Stored items.
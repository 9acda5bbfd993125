use std::fs::{self, File};
use std::io::{BufWriter, Write};
use std::path::{Path, PathBuf};

use crate::input::files::file_stem;
use crate::input::phenopacket::extract_proband_hpo_ids;
use crate::input::{InputError, list_files};
use crate::model::Environment;

pub const BATCH_FILES_DIR: &str = "phen2gene_batch_files";

/// How Phen2Gene receives the phenotype profile of one case.
#[derive(Debug, Clone, PartialEq, Eq)]
pub enum PhenotypeSource {
    /// A prepared input file, passed with `--file`.
    File(PathBuf),
    /// HPO ids listed with `--manual`.
    Hpo(Vec<String>),
}

/// A case as found on disk, before its phenotypes are resolved.
#[derive(Debug, Clone, Copy)]
pub enum CaseInput<'a> {
    InputFile(&'a Path),
    Phenopacket(&'a Path),
}

impl CaseInput<'_> {
    pub fn resolve(self) -> Result<PhenotypeSource, InputError> {
        match self {
            CaseInput::InputFile(path) => Ok(PhenotypeSource::File(path.to_path_buf())),
            CaseInput::Phenopacket(path) => Ok(PhenotypeSource::Hpo(extract_proband_hpo_ids(path)?)),
        }
    }
}

#[derive(Debug, Clone, PartialEq, Eq)]
pub enum InvocationTarget {
    Local { python_executable: PathBuf },
    Docker,
}

impl InvocationTarget {
    pub fn from_environment(
        environment: Environment,
        python_executable: Option<&Path>,
    ) -> Result<Self, InputError> {
        match environment {
            Environment::Local => python_executable
                .map(|p| InvocationTarget::Local {
                    python_executable: p.to_path_buf(),
                })
                .ok_or_else(|| {
                    InputError::MissingInput(
                        "the local environment requires the Phen2Gene python executable"
                            .to_string(),
                    )
                }),
            Environment::Docker => Ok(InvocationTarget::Docker),
        }
    }
}

/// Minimal arguments required to run Phen2Gene on the command line.
#[derive(Debug, Clone, PartialEq, Eq)]
pub struct Phen2GeneCommandLineArguments {
    pub path_to_phen2gene_py: PathBuf,
    pub output_dir: PathBuf,
    pub output_file_name: String,
    pub phenotypes: PhenotypeSource,
}

/// Minimal arguments required to run Phen2Gene inside its container.
#[derive(Debug, Clone, PartialEq, Eq)]
pub struct Phen2GeneDockerArguments {
    pub output_dir: PathBuf,
    pub output_file_name: String,
    pub phenotypes: PhenotypeSource,
}

pub fn create_command_line_arguments(
    path_to_phen2gene_py: &Path,
    output_dir: &Path,
    output_file_name: &str,
    case: CaseInput<'_>,
) -> Result<Phen2GeneCommandLineArguments, InputError> {
    Ok(Phen2GeneCommandLineArguments {
        path_to_phen2gene_py: path_to_phen2gene_py.to_path_buf(),
        output_dir: output_dir.to_path_buf(),
        output_file_name: output_file_name.to_string(),
        phenotypes: case.resolve()?,
    })
}

pub fn create_docker_arguments(
    output_dir: &Path,
    output_file_name: &str,
    case: CaseInput<'_>,
) -> Result<Phen2GeneDockerArguments, InputError> {
    Ok(Phen2GeneDockerArguments {
        output_dir: output_dir.to_path_buf(),
        output_file_name: output_file_name.to_string(),
        phenotypes: case.resolve()?,
    })
}

fn phen2gene_arguments(phenotypes: &PhenotypeSource, output_dir: &Path, name: &str) -> String {
    let profile = match phenotypes {
        PhenotypeSource::File(path) => format!("--file {}", path.display()),
        PhenotypeSource::Hpo(ids) => format!("--manual {}", ids.join(" ")),
    };
    format!("{} -out {} --name {}", profile, output_dir.display(), name)
}

impl Phen2GeneCommandLineArguments {
    pub fn command_line(&self) -> String {
        format!(
            "python3 {} {}",
            self.path_to_phen2gene_py.display(),
            phen2gene_arguments(&self.phenotypes, &self.output_dir, &self.output_file_name)
        )
    }
}

impl Phen2GeneDockerArguments {
    /// Arguments handed to the container entrypoint.
    pub fn command_line(&self) -> String {
        phen2gene_arguments(&self.phenotypes, &self.output_dir, &self.output_file_name)
    }
}

/// Writes one command per line to a batch file, truncating it on creation.
pub struct CommandWriter {
    w: BufWriter<File>,
    written: usize,
}

impl CommandWriter {
    pub fn create(path: &Path) -> std::io::Result<Self> {
        Ok(Self {
            w: BufWriter::new(File::create(path)?),
            written: 0,
        })
    }

    pub fn write_local_command(&mut self, args: &Phen2GeneCommandLineArguments) -> std::io::Result<()> {
        writeln!(self.w, "{}", args.command_line())?;
        self.written += 1;
        Ok(())
    }

    pub fn write_docker_command(&mut self, args: &Phen2GeneDockerArguments) -> std::io::Result<()> {
        writeln!(self.w, "{}", args.command_line())?;
        self.written += 1;
        Ok(())
    }

    pub fn finish(mut self) -> std::io::Result<usize> {
        self.w.flush()?;
        Ok(self.written)
    }
}

/// Where the cases of a batch come from.
#[derive(Debug, Clone)]
pub enum CaseDirectory {
    Phenopackets(PathBuf),
    Inputs(PathBuf),
}

impl CaseDirectory {
    /// Exactly one of the two directories must be given.
    pub fn from_options(
        phenopacket_dir: Option<PathBuf>,
        input_dir: Option<PathBuf>,
    ) -> Result<Self, InputError> {
        match (phenopacket_dir, input_dir) {
            (Some(dir), None) => Ok(CaseDirectory::Phenopackets(dir)),
            (None, Some(dir)) => Ok(CaseDirectory::Inputs(dir)),
            (Some(_), Some(_)) => Err(InputError::InvalidInput(
                "phenopacket directory and input directory are mutually exclusive".to_string(),
            )),
            (None, None) => Err(InputError::MissingInput(
                "either a phenopacket directory or an input directory is required".to_string(),
            )),
        }
    }

    fn dir(&self) -> &Path {
        match self {
            CaseDirectory::Phenopackets(dir) | CaseDirectory::Inputs(dir) => dir,
        }
    }

    fn case<'a>(&self, path: &'a Path) -> CaseInput<'a> {
        match self {
            CaseDirectory::Phenopackets(_) => CaseInput::Phenopacket(path),
            CaseDirectory::Inputs(_) => CaseInput::InputFile(path),
        }
    }
}

#[derive(Debug, Clone)]
pub struct CommandBatchParams {
    pub target: InvocationTarget,
    pub file_prefix: String,
    /// Directory receiving `phen2gene_batch_files/`.
    pub output_dir: PathBuf,
    /// Directory Phen2Gene writes its results to (`-out`).
    pub results_dir: PathBuf,
    pub cases: CaseDirectory,
}

pub fn batch_file_path(output_dir: &Path, file_prefix: &str) -> PathBuf {
    output_dir
        .join(BATCH_FILES_DIR)
        .join(format!("{}-phen2gene_batch.txt", file_prefix))
}

pub fn write_commands(
    params: &CommandBatchParams,
    inputs: &[PathBuf],
    writer: &mut CommandWriter,
) -> Result<(), InputError> {
    for input in inputs {
        let name = file_stem(input);
        let case = params.cases.case(input);
        match &params.target {
            InvocationTarget::Local { python_executable } => {
                let args =
                    create_command_line_arguments(python_executable, &params.results_dir, &name, case)?;
                writer.write_local_command(&args)?;
            }
            InvocationTarget::Docker => {
                let args = create_docker_arguments(&params.results_dir, &name, case)?;
                writer.write_docker_command(&args)?;
            }
        }
    }
    Ok(())
}

/// Writes the batch file for every case and returns its path.
pub fn prepare_commands(params: &CommandBatchParams) -> Result<PathBuf, InputError> {
    fs::create_dir_all(params.output_dir.join(BATCH_FILES_DIR))?;
    let batch_path = batch_file_path(&params.output_dir, &params.file_prefix);

    let inputs = list_files(params.cases.dir())?;
    let mut writer = CommandWriter::create(&batch_path)?;
    write_commands(params, &inputs, &mut writer)?;
    let written = writer.finish()?;

    tracing::info!(
        batch_file = %batch_path.display(),
        commands = written,
        invocation = ?params.target,
        "phen2gene batch file written"
    );
    Ok(batch_path)
}

#[cfg(test)]
#[path = "../../tests/src_inline/pipeline/stage2_commands.rs"]
mod tests;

WORK INSTRUCTIONS. Where the word "required" appears in a line of the entries, copy that line.

SOLUTION BELOW.
/// Minimal arguments required to run Phen2Gene on the command line.
/// Minimal arguments required to run Phen2Gene inside its container.
                "either a phenopacket directory or an input directory is required".to_string(),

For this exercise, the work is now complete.